**Exercise instructions:**
Where in the records does the word "crate" occur? Copy each line in which it does.

[Stored data]
■ ■ ■ ■ ■ ■ ■
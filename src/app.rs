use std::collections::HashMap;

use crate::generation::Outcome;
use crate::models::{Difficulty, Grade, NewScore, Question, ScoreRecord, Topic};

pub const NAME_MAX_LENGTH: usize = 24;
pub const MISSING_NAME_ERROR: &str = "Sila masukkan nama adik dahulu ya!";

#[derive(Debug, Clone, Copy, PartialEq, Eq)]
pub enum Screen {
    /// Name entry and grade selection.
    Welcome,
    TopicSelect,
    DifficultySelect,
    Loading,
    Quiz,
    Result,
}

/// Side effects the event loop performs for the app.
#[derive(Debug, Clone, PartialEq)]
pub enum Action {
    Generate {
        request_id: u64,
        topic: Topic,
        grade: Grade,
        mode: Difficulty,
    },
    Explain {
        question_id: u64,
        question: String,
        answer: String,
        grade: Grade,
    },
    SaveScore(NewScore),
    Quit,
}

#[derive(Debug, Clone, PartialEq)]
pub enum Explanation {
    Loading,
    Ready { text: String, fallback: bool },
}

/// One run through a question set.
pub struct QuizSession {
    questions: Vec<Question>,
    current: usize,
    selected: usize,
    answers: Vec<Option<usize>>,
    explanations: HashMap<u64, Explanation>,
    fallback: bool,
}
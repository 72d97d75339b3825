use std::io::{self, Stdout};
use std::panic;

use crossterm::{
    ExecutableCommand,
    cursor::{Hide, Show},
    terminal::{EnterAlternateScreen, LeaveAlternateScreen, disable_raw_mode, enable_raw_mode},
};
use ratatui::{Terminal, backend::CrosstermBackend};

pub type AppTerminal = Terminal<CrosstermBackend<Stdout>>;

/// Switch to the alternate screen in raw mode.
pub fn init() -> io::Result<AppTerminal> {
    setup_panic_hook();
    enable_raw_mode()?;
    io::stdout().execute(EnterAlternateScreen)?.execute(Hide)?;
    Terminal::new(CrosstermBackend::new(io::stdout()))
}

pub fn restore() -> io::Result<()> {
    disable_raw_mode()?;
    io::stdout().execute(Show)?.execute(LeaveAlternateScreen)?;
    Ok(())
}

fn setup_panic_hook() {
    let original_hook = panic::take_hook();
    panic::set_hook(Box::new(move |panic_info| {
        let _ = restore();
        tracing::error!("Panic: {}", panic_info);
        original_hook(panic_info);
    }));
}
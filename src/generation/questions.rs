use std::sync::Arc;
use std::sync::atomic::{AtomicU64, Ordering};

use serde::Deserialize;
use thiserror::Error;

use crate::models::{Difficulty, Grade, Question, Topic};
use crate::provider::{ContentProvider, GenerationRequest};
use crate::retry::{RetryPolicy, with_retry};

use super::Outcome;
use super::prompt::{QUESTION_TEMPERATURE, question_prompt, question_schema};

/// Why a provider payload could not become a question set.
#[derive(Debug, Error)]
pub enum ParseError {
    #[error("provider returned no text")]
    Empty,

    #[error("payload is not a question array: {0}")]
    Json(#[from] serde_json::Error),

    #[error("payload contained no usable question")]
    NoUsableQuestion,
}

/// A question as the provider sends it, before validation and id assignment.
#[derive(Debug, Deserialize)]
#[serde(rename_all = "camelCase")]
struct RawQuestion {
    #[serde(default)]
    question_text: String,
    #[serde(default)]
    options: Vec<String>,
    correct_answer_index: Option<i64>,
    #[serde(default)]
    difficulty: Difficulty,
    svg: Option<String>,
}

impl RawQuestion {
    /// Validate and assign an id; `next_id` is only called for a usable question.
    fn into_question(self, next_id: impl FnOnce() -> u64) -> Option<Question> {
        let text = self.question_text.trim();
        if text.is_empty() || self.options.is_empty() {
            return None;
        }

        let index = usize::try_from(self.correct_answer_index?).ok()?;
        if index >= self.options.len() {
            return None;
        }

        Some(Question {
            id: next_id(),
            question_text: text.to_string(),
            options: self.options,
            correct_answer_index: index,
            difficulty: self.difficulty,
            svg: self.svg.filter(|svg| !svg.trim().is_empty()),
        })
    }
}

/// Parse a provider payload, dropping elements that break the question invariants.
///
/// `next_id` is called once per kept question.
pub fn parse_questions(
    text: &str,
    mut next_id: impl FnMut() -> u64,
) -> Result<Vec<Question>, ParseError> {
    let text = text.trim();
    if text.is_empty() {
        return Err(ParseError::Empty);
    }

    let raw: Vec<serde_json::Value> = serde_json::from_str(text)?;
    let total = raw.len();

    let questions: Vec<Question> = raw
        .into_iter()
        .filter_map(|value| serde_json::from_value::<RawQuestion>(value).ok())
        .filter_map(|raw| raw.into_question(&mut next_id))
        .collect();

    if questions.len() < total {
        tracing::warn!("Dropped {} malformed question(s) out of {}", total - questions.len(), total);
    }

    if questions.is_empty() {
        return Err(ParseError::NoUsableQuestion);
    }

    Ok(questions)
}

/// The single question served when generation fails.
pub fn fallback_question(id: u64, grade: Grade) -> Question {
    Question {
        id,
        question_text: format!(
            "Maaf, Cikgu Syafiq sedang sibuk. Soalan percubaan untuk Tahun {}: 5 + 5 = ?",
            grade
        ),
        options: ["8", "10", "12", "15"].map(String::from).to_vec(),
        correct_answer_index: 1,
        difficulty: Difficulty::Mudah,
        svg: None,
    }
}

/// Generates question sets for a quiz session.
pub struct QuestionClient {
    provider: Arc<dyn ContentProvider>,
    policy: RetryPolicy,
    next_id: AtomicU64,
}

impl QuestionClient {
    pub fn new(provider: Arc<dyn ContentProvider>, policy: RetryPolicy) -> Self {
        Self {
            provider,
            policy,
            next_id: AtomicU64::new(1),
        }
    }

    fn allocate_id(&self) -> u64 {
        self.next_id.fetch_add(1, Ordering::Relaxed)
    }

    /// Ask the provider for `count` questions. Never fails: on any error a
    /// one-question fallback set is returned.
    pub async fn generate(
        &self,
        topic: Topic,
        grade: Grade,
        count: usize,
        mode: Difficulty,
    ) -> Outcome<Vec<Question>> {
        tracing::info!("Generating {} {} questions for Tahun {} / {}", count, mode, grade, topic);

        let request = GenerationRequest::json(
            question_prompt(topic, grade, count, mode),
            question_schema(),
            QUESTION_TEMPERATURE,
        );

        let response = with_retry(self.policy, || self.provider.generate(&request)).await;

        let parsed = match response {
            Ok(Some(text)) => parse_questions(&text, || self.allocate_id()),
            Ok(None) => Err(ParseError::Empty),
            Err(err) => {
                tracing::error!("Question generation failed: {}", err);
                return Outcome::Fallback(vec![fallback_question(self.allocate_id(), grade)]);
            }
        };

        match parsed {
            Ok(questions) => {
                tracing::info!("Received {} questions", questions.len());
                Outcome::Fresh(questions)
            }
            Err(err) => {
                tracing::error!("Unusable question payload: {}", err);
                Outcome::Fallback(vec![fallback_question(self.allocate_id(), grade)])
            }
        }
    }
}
■ ■ ■ ■ ■ ■ ■
**Task response:**
use crate::generation::Outcome;
use crate::models::{Difficulty, Grade, NewScore, Question, ScoreRecord, Topic};
use crate::models::{Difficulty, Grade, Question, Topic};
use crate::provider::{ContentProvider, GenerationRequest};
use crate::retry::{RetryPolicy, with_retry};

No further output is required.